[Provided records]

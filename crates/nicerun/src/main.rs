use std::{
    fs,
    path::{Path, PathBuf},
};

use anyhow::Context;
use bytes::Bytes;
use clap::Parser;
use rayon::prelude::*;
use tracing_subscriber::{EnvFilter, layer::SubscriberExt, util::SubscriberInitExt};

use nicerun::{
    activity::Activity,
    config::IngestConfig,
    elevation::{CachedElevation, ElevationProvider},
    file_parsers::FileType,
    ingest,
};

/// Only answers from an existing cache file; there is no network lookup.
type OfflineElevation = CachedElevation<fn(f64, f64) -> Option<f64>>;

#[derive(Parser)]
#[command(name = "nicerun")]
#[command(about = "Decode FIT/GPX activity files and print them as JSON")]
struct Cli {
    /// Activity files to process
    #[arg(required = true)]
    files: Vec<PathBuf>,

    /// JSON file with ingest options
    #[arg(short, long)]
    config: Option<PathBuf>,

    /// Keep every recorded sample
    #[arg(long)]
    no_simplify: bool,

    /// Simplification tolerance in kilometers
    #[arg(long)]
    tolerance: Option<f64>,

    /// Replace the recorded name with one built from distance and time of day
    #[arg(long)]
    generate_name: bool,

    /// Fastest-interval target in kilometers (repeatable)
    #[arg(long = "fastest", value_name = "KM")]
    fastest: Vec<f64>,

    /// Display name for the activity (single file only)
    #[arg(short, long)]
    name: Option<String>,

    /// JSON elevation cache used to correct recorded elevations
    #[arg(long, value_name = "FILE")]
    elevation_cache: Option<PathBuf>,

    /// Print a one-line summary instead of JSON
    #[arg(short, long)]
    summary: bool,
}

fn init_logging() {
    tracing_subscriber::registry()
        .with(EnvFilter::try_from_default_env().unwrap_or_else(|_| EnvFilter::new("info")))
        .with(tracing_subscriber::fmt::layer().with_writer(std::io::stderr))
        .init();
}

fn load_config(cli: &Cli) -> anyhow::Result<IngestConfig> {
    let mut config = match &cli.config {
        Some(path) => {
            let raw = fs::read(path).with_context(|| format!("reading {}", path.display()))?;
            IngestConfig::from_json(&raw).with_context(|| format!("parsing {}", path.display()))?
        }
        None => IngestConfig::default(),
    };

    if cli.no_simplify {
        config.simplify = false;
    }
    if let Some(tolerance) = cli.tolerance {
        anyhow::ensure!(tolerance >= 0.0, "tolerance must not be negative");
        config.simplify_tolerance = tolerance;
    }
    if cli.generate_name {
        config.generate_name = true;
    }
    config.fastest_distances.extend(&cli.fastest);
    if cli.elevation_cache.is_some() {
        config.fix_elevation = true;
    }
    Ok(config)
}

fn process_file(
    path: &Path,
    name: Option<&str>,
    config: &IngestConfig,
    elevation: Option<&OfflineElevation>,
) -> anyhow::Result<Activity> {
    let raw = fs::read(path).with_context(|| format!("reading {}", path.display()))?;
    let mut activity = ingest(
        FileType::from_path(path),
        Bytes::from(raw),
        name,
        config,
        elevation.map(|e| e as &dyn ElevationProvider),
    )
    .with_context(|| format!("processing {}", path.display()))?;

    if let Some(stem) = path.file_stem().and_then(|s| s.to_str()) {
        activity.source_id = stem.to_string();
    }
    Ok(activity)
}

fn main() -> anyhow::Result<()> {
    init_logging();
    let cli = Cli::parse();
    let config = load_config(&cli)?;

    if cli.name.is_some() && cli.files.len() > 1 {
        anyhow::bail!("--name can only be used with a single file");
    }

    let elevation: Option<OfflineElevation> = cli.elevation_cache.as_ref().map(|path| {
        let offline: fn(f64, f64) -> Option<f64> = |_, _| None;
        CachedElevation::new(offline, path)
    });

    tracing::info!("Processing {} files", cli.files.len());
    let results: Vec<(PathBuf, anyhow::Result<Activity>)> = cli
        .files
        .par_iter()
        .map(|path| {
            let result = process_file(path, cli.name.as_deref(), &config, elevation.as_ref());
            (path.clone(), result)
        })
        .collect();

    let mut failures = 0;
    for (path, result) in results {
        match result {
            Ok(activity) if cli.summary => println!("{activity}"),
            Ok(activity) => println!("{}", activity.to_json()?),
            Err(e) => {
                failures += 1;
                tracing::error!("{}: {e:#}", path.display());
            }
        }
    }

    if let Some(cache) = &elevation {
        cache.persist();
    }

    anyhow::ensure!(failures == 0, "{failures} of {} files failed", cli.files.len());
    Ok(())
}
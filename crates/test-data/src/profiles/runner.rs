//! Runner athletic profile.

use super::AthleteProfile;

/// Athletic profile for running activities.
///
/// Based on typical recreational to competitive runner performance:
/// - Base pace: ~5:00/km (3.33 m/s)
/// - Uphill: ~15% slower per 1% grade
/// - Downhill: ~8% faster per 1% grade (limited by safety)
#[derive(Debug, Clone)]
pub struct RunnerProfile {
    /// Base speed in m/s on flat terrain.
    base_speed: f64,
    variance: f64,
    resting_hr: f64,
    max_hr: f64,
}

impl Default for RunnerProfile {
    fn default() -> Self {
        Self {
            base_speed: 1000.0 / 300.0, // 5:00/km
            variance: 0.08,
            resting_hr: 55.0,
            max_hr: 190.0,
        }
    }
}

impl RunnerProfile {
    /// Creates a runner with the given flat pace in minutes per kilometer.
    pub fn with_pace(pace_min_per_km: f64) -> Self {
        Self {
            base_speed: 1000.0 / (pace_min_per_km * 60.0),
            ..Default::default()
        }
    }

    /// Same runner, different heart.
    pub fn with_heart_rate(mut self, resting_hr: f64, max_hr: f64) -> Self {
        self.resting_hr = resting_hr;
        self.max_hr = max_hr;
        self
    }

    /// Removes day-to-day variance, for exact pacing in tests.
    pub fn steady(mut self) -> Self {
        self.variance = 0.0;
        self
    }

    /// Creates an elite runner profile (~3:30/km base pace).
    pub fn elite() -> Self {
        Self::with_pace(3.5).with_heart_rate(45.0, 195.0)
    }

    /// Creates a recreational runner profile (~6:00/km base pace).
    pub fn recreational() -> Self {
        Self::with_pace(6.0)
    }
}

impl AthleteProfile for RunnerProfile {
    fn base_speed_mps(&self) -> f64 {
        self.base_speed
    }

    fn grade_factor(&self, grade: f64) -> f64 {
        if grade >= 0.0 {
            // Minimum 20% of base speed on steep climbs
            (1.0 - grade * 15.0).max(0.2)
        } else {
            // grade is negative, so this adds; capped at 150%
            (1.0 - grade * 8.0).min(1.5)
        }
    }

    fn variance(&self) -> f64 {
        self.variance
    }

    fn resting_hr(&self) -> f64 {
        self.resting_hr
    }

    fn max_hr(&self) -> f64 {
        self.max_hr
    }
}
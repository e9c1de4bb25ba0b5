//! Training-effort score from heart-rate or pace zones.
//!
//! Time spent above the "hard" threshold counts eight times as much as time
//! below it, and time above the "max" threshold counts double again.

use crate::splits;

/// Samples under this heart rate are sensor noise.
const MIN_VALID_HR: i32 = 40;

/// Split length used for pace-zone scoring, in kilometers.
const PACE_SPLIT_KM: f64 = 0.5;

pub trait TrackMetric {
    type Input;
    type Score;
    fn next_point(&mut self, input: Self::Input);
    fn finish(&mut self) -> Self::Score;
}

/// Which zone model produced a score.
#[derive(Debug, Clone, Copy, PartialEq, Eq)]
pub enum EffortMode {
    HeartRate,
    Pace,
}

/// Heart-rate thresholds in bpm, truncated to whole beats.
#[derive(Debug, Clone, Copy, PartialEq, Eq)]
pub struct HeartRateZones {
    pub hard: i32,
    pub max: i32,
}

impl HeartRateZones {
    pub fn from_max_hr(max_hr: u32) -> Self {
        Self {
            hard: (f64::from(max_hr) * 0.79) as i32,
            max: (f64::from(max_hr) * 0.92) as i32,
        }
    }
}

/// Pace thresholds in minutes per kilometer. Lower is faster.
#[derive(Debug, Clone, Copy, PartialEq)]
pub struct PaceZones {
    pub hard: f64,
    pub max: f64,
}

impl PaceZones {
    pub fn from_5k_pace(pace_5k: f64) -> Self {
        Self {
            hard: pace_5k * 1.25,
            max: pace_5k * 0.92,
        }
    }
}

#[derive(Debug, Clone, Copy, Default)]
struct ZoneTime {
    above: f64,
    below: f64,
}

impl ZoneTime {
    fn score(self) -> u32 {
        ((self.above / 60.0) * 2.0 + (self.below / 60.0) * 0.25).round() as u32
    }
}

/// Accumulates `(heart_rate, seconds_until_next_sample)` pairs.
#[derive(Debug, Clone)]
struct HeartRateLoad {
    zones: HeartRateZones,
    time: ZoneTime,
}

impl TrackMetric for HeartRateLoad {
    type Input = (i32, f64);
    type Score = u32;

    fn next_point(&mut self, (hr, seconds): (i32, f64)) {
        if hr < MIN_VALID_HR {
            return;
        }
        if hr > self.zones.max {
            self.time.above += seconds * 2.0;
        } else if hr > self.zones.hard {
            self.time.above += seconds;
        } else {
            self.time.below += seconds;
        }
    }

    fn finish(&mut self) -> u32 {
        self.time.score()
    }
}

/// Accumulates half-kilometer split times in seconds.
#[derive(Debug, Clone)]
struct PaceLoad {
    zones: PaceZones,
    time: ZoneTime,
}

impl TrackMetric for PaceLoad {
    type Input = f64;
    type Score = u32;

    fn next_point(&mut self, split_seconds: f64) {
        let pace = split_seconds / PACE_SPLIT_KM / 60.0;
        if pace < self.zones.max {
            self.time.above += split_seconds * 2.0;
        } else if pace < self.zones.hard {
            self.time.above += split_seconds;
        } else {
            self.time.below += split_seconds;
        }
    }

    fn finish(&mut self) -> u32 {
        self.time.score()
    }
}

/// Pick the zone model: pace only when the track has no heart rate at all
/// and a reference 5K pace is given.
pub fn effort_mode(heart_rate: &[Option<i32>], pace_5k: Option<f64>) -> EffortMode {
    let has_hr = heart_rate.iter().any(|hr| hr.is_some_and(|v| v != 0));
    match pace_5k {
        Some(p) if !has_hr && p > 0.0 => EffortMode::Pace,
        _ => EffortMode::HeartRate,
    }
}

/// Unitless training load for one track.
///
/// `pace_5k` is in minutes per kilometer. Returns `None` when pace scoring is
/// selected but the track covers no distance.
pub fn effort(
    heart_rate: &[Option<i32>],
    clock: &[i64],
    distance: &[f64],
    max_hr: u32,
    pace_5k: Option<f64>,
) -> Option<u32> {
    match (effort_mode(heart_rate, pace_5k), pace_5k) {
        (EffortMode::Pace, Some(pace_5k)) => {
            if distance.last().is_none_or(|d| *d <= 0.0) {
                return None;
            }
            let mut load = PaceLoad {
                zones: PaceZones::from_5k_pace(pace_5k),
                time: ZoneTime::default(),
            };
            for split in splits::splits(distance, clock, PACE_SPLIT_KM) {
                load.next_point(split);
            }
            Some(load.finish())
        }
        _ => {
            let mut load = HeartRateLoad {
                zones: HeartRateZones::from_max_hr(max_hr),
                time: ZoneTime::default(),
            };
            if max_hr > 0 {
                for (hr, pair) in heart_rate.iter().zip(clock.windows(2)) {
                    load.next_point((hr.unwrap_or(0), (pair[1] - pair[0]) as f64));
                }
            }
            Some(load.finish())
        }
    }
}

[/Provided records]

_Aim of the exercise_
The lines to extract from the data above begin with the line containing "pub fn from_max_hr(max_hr: u32)" and end with the line containing "self.time.above += seconds;". Extract them exactly, including both.

_Finished exercise_
    pub fn from_max_hr(max_hr: u32) -> Self {
        Self {
            hard: (f64::from(max_hr) * 0.79) as i32,
            max: (f64::from(max_hr) * 0.92) as i32,
        }
    }
}

/// Pace thresholds in minutes per kilometer. Lower is faster.
#[derive(Debug, Clone, Copy, PartialEq)]
pub struct PaceZones {
    pub hard: f64,
    pub max: f64,
}

impl PaceZones {
    pub fn from_5k_pace(pace_5k: f64) -> Self {
        Self {
            hard: pace_5k * 1.25,
            max: pace_5k * 0.92,
        }
    }
}

#[derive(Debug, Clone, Copy, Default)]
struct ZoneTime {
    above: f64,
    below: f64,
}

impl ZoneTime {
    fn score(self) -> u32 {
        ((self.above / 60.0) * 2.0 + (self.below / 60.0) * 0.25).round() as u32
    }
}

/// Accumulates `(heart_rate, seconds_until_next_sample)` pairs.
#[derive(Debug, Clone)]
struct HeartRateLoad {
    zones: HeartRateZones,
    time: ZoneTime,
}

impl TrackMetric for HeartRateLoad {
    type Input = (i32, f64);
    type Score = u32;

    fn next_point(&mut self, (hr, seconds): (i32, f64)) {
        if hr < MIN_VALID_HR {
            return;
        }
        if hr > self.zones.max {
            self.time.above += seconds * 2.0;
        } else if hr > self.zones.hard {
            self.time.above += seconds;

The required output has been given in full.